6.1.1. Solvation Shell Analysis¶

Analyzes the number of solvent molecules within given distances of the solute. The solvation tool is built with the framwework.

New in version 0.8.0.

class mdpow.analysis.solvation.SolvationAnalysis(solute: mdpow.analysis.ensemble.EnsembleAtomGroup, solvent: mdpow.analysis.ensemble.EnsembleAtomGroup, distances: List[float])[source]¶

Measures the number of solvent molecules withing the given distances in an Ensemble .

Parameters:

solute: An EnsembleAtom containing the solute used to measure distance.
solvent: An EnsembleAtom containing the solvents counted in by the distance measurement.
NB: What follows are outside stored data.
//! End-to-end evaluation of the customer rule set.

mod common;

use common::*;
use pretty_assertions::assert_eq;
use probity_validator::prelude::*;
use probity_validator::rules;
use rstest::rstest;

fn summary(result: &ValidationResult) -> Vec<(String, String)> {
    result
        .violations()
        .iter()
        .map(|v| (v.path.to_string(), v.rule.to_string()))
        .collect()
}

fn expected(pairs: &[(&str, &str)]) -> Vec<(String, String)> {
    pairs
        .iter()
        .map(|(path, rule)| ((*path).to_owned(), (*rule).to_owned()))
        .collect()
}

// ============================================================================
// REFERENCE SCENARIOS
// ============================================================================

#[test]
fn empty_birth_date_is_the_only_violation() {
    init_tracing();
    let result = rules::validate(&customer_record(), &customer_rules());

    assert_eq!(summary(&result), expected(&[("birth_date", "required")]));
    assert_eq!(result.into_result().unwrap_err().len(), 1);
}

#[test]
fn age_out_of_range_is_reported_too() {
    let record = customer_record().with("age", 150);
    let result = rules::validate(&record, &customer_rules());

    assert_eq!(
        summary(&result),
        expected(&[("birth_date", "required"), ("age", "range")])
    );
    let range = &result.violations()[1];
    assert_eq!(range.param("min"), Some("0"));
    assert_eq!(range.param("max"), Some("100"));
    assert_eq!(range.param("actual"), Some("150"));
}

#[test]
fn bad_address_reports_state_and_zip() {
    let record = valid_customer_record().with("addresses", vec![address("", "5546")]);
    let result = rules::validate(&record, &customer_rules());

    assert_eq!(
        summary(&result),
        expected(&[
            ("addresses[0].state", "required"),
            ("addresses[0].zip", "fixedLength"),
        ])
    );
}

#[test]
fn valid_customer_passes() {
    let result = customer_rules().validate(&valid_customer_record());
    assert!(result.is_valid(), "{result}");
    assert_eq!(result.to_string(), "valid");
}

// ============================================================================
// RULE BEHAVIOR THROUGH THE CUSTOMER SET
// ============================================================================

#[rstest]
#[case::lower_bound(0, true)]
#[case::upper_bound(100, true)]
#[case::below(-1, false)]
#[case::above(101, false)]
fn age_bounds_are_inclusive(#[case] age: i64, #[case] valid: bool) {
    let record = valid_customer_record().with("age", age);
    assert_eq!(customer_rules().validate(&record).is_valid(), valid);
}

#[rstest]
#[case::exact("55462", &[])]
#[case::short("5546", &["fixedLength"])]
#[case::long("554622", &["fixedLength"])]
#[case::letters("5546a", &["numeric"])]
#[case::short_letters("554a", &["fixedLength", "numeric"])]
#[case::empty("", &["required"])]
fn zip_rules(#[case] zip: &str, #[case] codes: &[&str]) {
    let record = valid_customer_record().with("addresses", vec![address("CA", zip)]);
    let result = customer_rules().validate(&record);
    assert_eq!(result.codes_for("addresses[0].zip"), codes.to_vec());
}

#[rstest]
#[case::too_short("Jo", &["length"])]
#[case::minimum("Joe", &[])]
#[case::maximum("x".repeat(50), &[])]
#[case::too_long("x".repeat(51), &["length"])]
#[case::empty("", &["required"])]
fn name_rules(#[case] name: String, #[case] codes: &[&str]) {
    let record = valid_customer_record().with("name", name);
    assert_eq!(customer_rules().validate(&record).codes_for("name"), codes.to_vec());
}

#[rstest]
#[case::absent(None, &[])]
#[case::empty(Some(""), &[])]
#[case::valid(Some("jane@example.com"), &[])]
#[case::invalid(Some("not-an-email"), &["email"])]
fn email_is_checked_only_when_provided(#[case] email: Option<&str>, #[case] codes: &[&str]) {
    let mut record = Record::new();
    for (name, value) in valid_customer_record().iter() {
        if name != "email" {
            record.insert(name, value.clone());
        }
    }
    if let Some(email) = email {
        record.insert("email", email);
    }
    assert_eq!(customer_rules().validate(&record).codes_for("email"), codes.to_vec());
}

#[test]
fn unparseable_birth_date_is_a_single_datetime_violation() {
    let record = valid_customer_record().with("birth_date", "11/02/1974");
    let result = customer_rules().validate(&record);
    assert_eq!(summary(&result), expected(&[("birth_date", "datetime")]));
}

#[test]
fn missing_addresses_are_required() {
    let record = valid_customer_record().with("addresses", Vec::<Record>::new());
    let result = customer_rules().validate(&record);
    assert_eq!(summary(&result), expected(&[("addresses", "required")]));
}

#[test]
fn every_address_is_checked_in_order() {
    let record = valid_customer_record().with(
        "addresses",
        vec![address("CA", "55462"), address("", "55462"), Record::new(), address("NY", "1")],
    );
    let result = customer_rules().validate(&record);
    assert_eq!(
        summary(&result),
        expected(&[
            ("addresses[2]", "required"),
            ("addresses[1].state", "required"),
            ("addresses[2].state", "required"),
            ("addresses[2].zip", "required"),
            ("addresses[3].zip", "fixedLength"),
        ])
    );
}

#[test]
fn mistyped_values_do_not_abort_evaluation() {
    let record = valid_customer_record()
        .with("age", "fifty")
        .with("name", 42)
        .with("addresses", vec![Value::from("CA 55462")]);
    let result = customer_rules().validate(&record);
    assert_eq!(
        summary(&result),
        expected(&[
            ("name", "type-mismatch"),
            ("age", "type-mismatch"),
            ("addresses[0]", "type-mismatch"),
        ])
    );
}

#[test]
fn presence_only_rule_still_rejects_a_mistyped_age() {
    let rules = RuleSet::builder(customer_shape())
        .rule("age", RuleKind::Required)
        .build()
        .unwrap();
    let result = rules.validate(&Record::new().with("age", "fifty"));
    assert_eq!(summary(&result), expected(&[("age", "type-mismatch")]));
}

#[rstest]
#[case::nested_only(RuleSet::builder(customer_shape()).nested("addresses", address_rules()).build().unwrap())]
#[case::customer(customer_rules())]
fn single_address_record_is_not_a_list(#[case] rules: RuleSet) {
    let record = valid_customer_record().with("addresses", address("CA", "55462"));
    let result = rules.validate(&record);
    assert_eq!(summary(&result), expected(&[("addresses", "type-mismatch")]));
    assert_eq!(result.violations()[0].param("expected"), Some("list"));
}

#[test]
fn state_allow_list_through_one_of() {
    let rules = RuleSet::builder(customer_shape())
        .nested_with("addresses", |b| {
            b.rules("state", [RuleKind::Required, RuleKind::one_of(["CA", "NY"])])
        })
        .build()
        .unwrap();

    let record = Record::new().with("addresses", vec![address("CA", ""), address("TX", "")]);
    let result = rules.validate(&record);

    assert_eq!(summary(&result), expected(&[("addresses[1].state", "oneOf")]));
    assert_eq!(result.violations()[0].param("allowed"), Some("CA,NY"));
}

// ============================================================================
// TYPED RECORDS
// ============================================================================

#[test]
fn typed_customer_matches_record_evaluation() {
    let rules = customer_rules();
    assert_eq!(rules.validate_typed(&customer()), rules.validate(&customer_record()));

    let mut fixed = customer();
    fixed.birth_date = "1974-02-11T08:30:00+02:00".into();
    assert!(rules.validate_typed(&fixed).is_valid());
}

#[test]
fn records_decode_from_json() {
    let record: Record = serde_json::from_value(serde_json::json!({
        "name": "John Doe",
        "email": "john@example.com",
        "birth_date": "",
        "age": 50,
        "addresses": [{"state": "CA", "zip": "55462"}],
    }))
    .unwrap();

    assert_eq!(record, customer_record());
}

#[test]
fn results_serialize_for_callers() {
    let result = customer_rules().validate(&customer_record().with("age", 150));
    let json = serde_json::to_value(&result).unwrap();
    assert_eq!(
        json,
        serde_json::json!({
            "violations": [
                {
                    "path": "birth_date",
                    "rule": "required",
                    "reason": "This field is required",
                },
                {
                    "path": "age",
                    "rule": "range",
                    "reason": "Value must be between 0 and 100",
                    "params": {"min": "0", "max": "100", "actual": "150"},
                },
            ],
        })
    );
}
//! Customer fixture shared by the integration tests and the benchmark.

#![allow(dead_code)]

use probity_validator::prelude::*;

pub fn address_shape() -> Shape {
    Shape::new()
        .field("state", FieldType::String)
        .field("zip", FieldType::String)
}

pub fn customer_shape() -> Shape {
    Shape::new()
        .field("name", FieldType::String)
        .field("email", FieldType::String)
        .field("birth_date", FieldType::String)
        .field("age", FieldType::Integer)
        .field("addresses", FieldType::list_of_records(address_shape()))
}

pub fn address_rules() -> RuleSet {
    RuleSet::builder(address_shape())
        .rule("state", RuleKind::Required)
        .rules("zip", [RuleKind::Required, RuleKind::fixed_length(5), RuleKind::Numeric])
        .build()
        .expect("address rules are well formed")
}

/// The customer rules: name, optional email, RFC 3339 birth date, age and
/// at least one well-formed address.
pub fn customer_rules() -> RuleSet {
    RuleSet::builder(customer_shape())
        .rules("name", [RuleKind::Required, RuleKind::length(3, 50)])
        .rule("email", RuleKind::Email)
        .rules(
            "birth_date",
            [RuleKind::Required, RuleKind::datetime(DateTimeFormat::Rfc3339)],
        )
        .rule("age", RuleKind::range(0, 100))
        .rules("addresses", [RuleKind::Required, RuleKind::each(RuleKind::Required)])
        .nested("addresses", address_rules())
        .build()
        .expect("customer rules are well formed")
}

pub fn address(state: &str, zip: &str) -> Record {
    Record::new().with("state", state).with("zip", zip)
}

/// The reference customer, whose birth date is left empty.
pub fn customer_record() -> Record {
    Record::new()
        .with("name", "John Doe")
        .with("email", "john@example.com")
        .with("birth_date", "")
        .with("age", 50)
        .with("addresses", vec![address("CA", "55462")])
}

/// The reference customer with every field valid.
pub fn valid_customer_record() -> Record {
    customer_record().with("birth_date", "1974-02-11T08:30:00Z")
}

#[derive(Debug, Clone)]
pub struct Address {
    pub state: String,
    pub zip: String,
}

#[derive(Debug, Clone)]
pub struct Customer {
    pub name: String,
    pub email: String,
    pub birth_date: String,
    pub age: i64,
    pub addresses: Vec<Address>,
}

impl ToRecord for Address {
    fn to_record(&self) -> Record {
        address(&self.state, &self.zip)
    }
}

impl ToRecord for Customer {
    fn to_record(&self) -> Record {
        Record::new()
            .with("name", self.name.as_str())
            .with("email", self.email.as_str())
            .with("birth_date", self.birth_date.as_str())
            .with("age", self.age)
            .with(
                "addresses",
                self.addresses.iter().map(ToRecord::to_record).collect::<Vec<_>>(),
            )
    }
}

pub fn customer() -> Customer {
    Customer {
        name: "John Doe".into(),
        email: "john@example.com".into(),
        birth_date: String::new(),
        age: 50,
        addresses: vec![Address {
            state: "CA".into(),
            zip: "55462".into(),
        }],
    }
}

/// Installs a test subscriber honoring `RUST_LOG`.
pub fn init_tracing() {
    let _ = tracing_subscriber::fmt()
        .with_env_filter(tracing_subscriber::EnvFilter::from_default_env())
        .with_test_writer()
        .try_init();
}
Each solvent atom is counted by the distance calculation.
distances: Array like of the cutoff distances around the solute measured in Angstroms.

The data is returned in a pandas.DataFrame with observations sorted by distance, solvent, interaction, lambda, time.

Example

Typical Workflow:

ens = Ensemble(dirname='Mol')
solvent = ens.select_atoms('resname SOL and name OW')
solute = ens.select_atoms('resname UNK')

solv_dist = SolvationAnalysis(solute, solvent, [1.2, 2.4]).run(stop=10)

run(start=None, stop=None, step=None)¶

Runs _single_universe() on each system or _single_frame() on each frame in the system.

First iterates through keys of ensemble, then runs _single_universe() or _single_frame().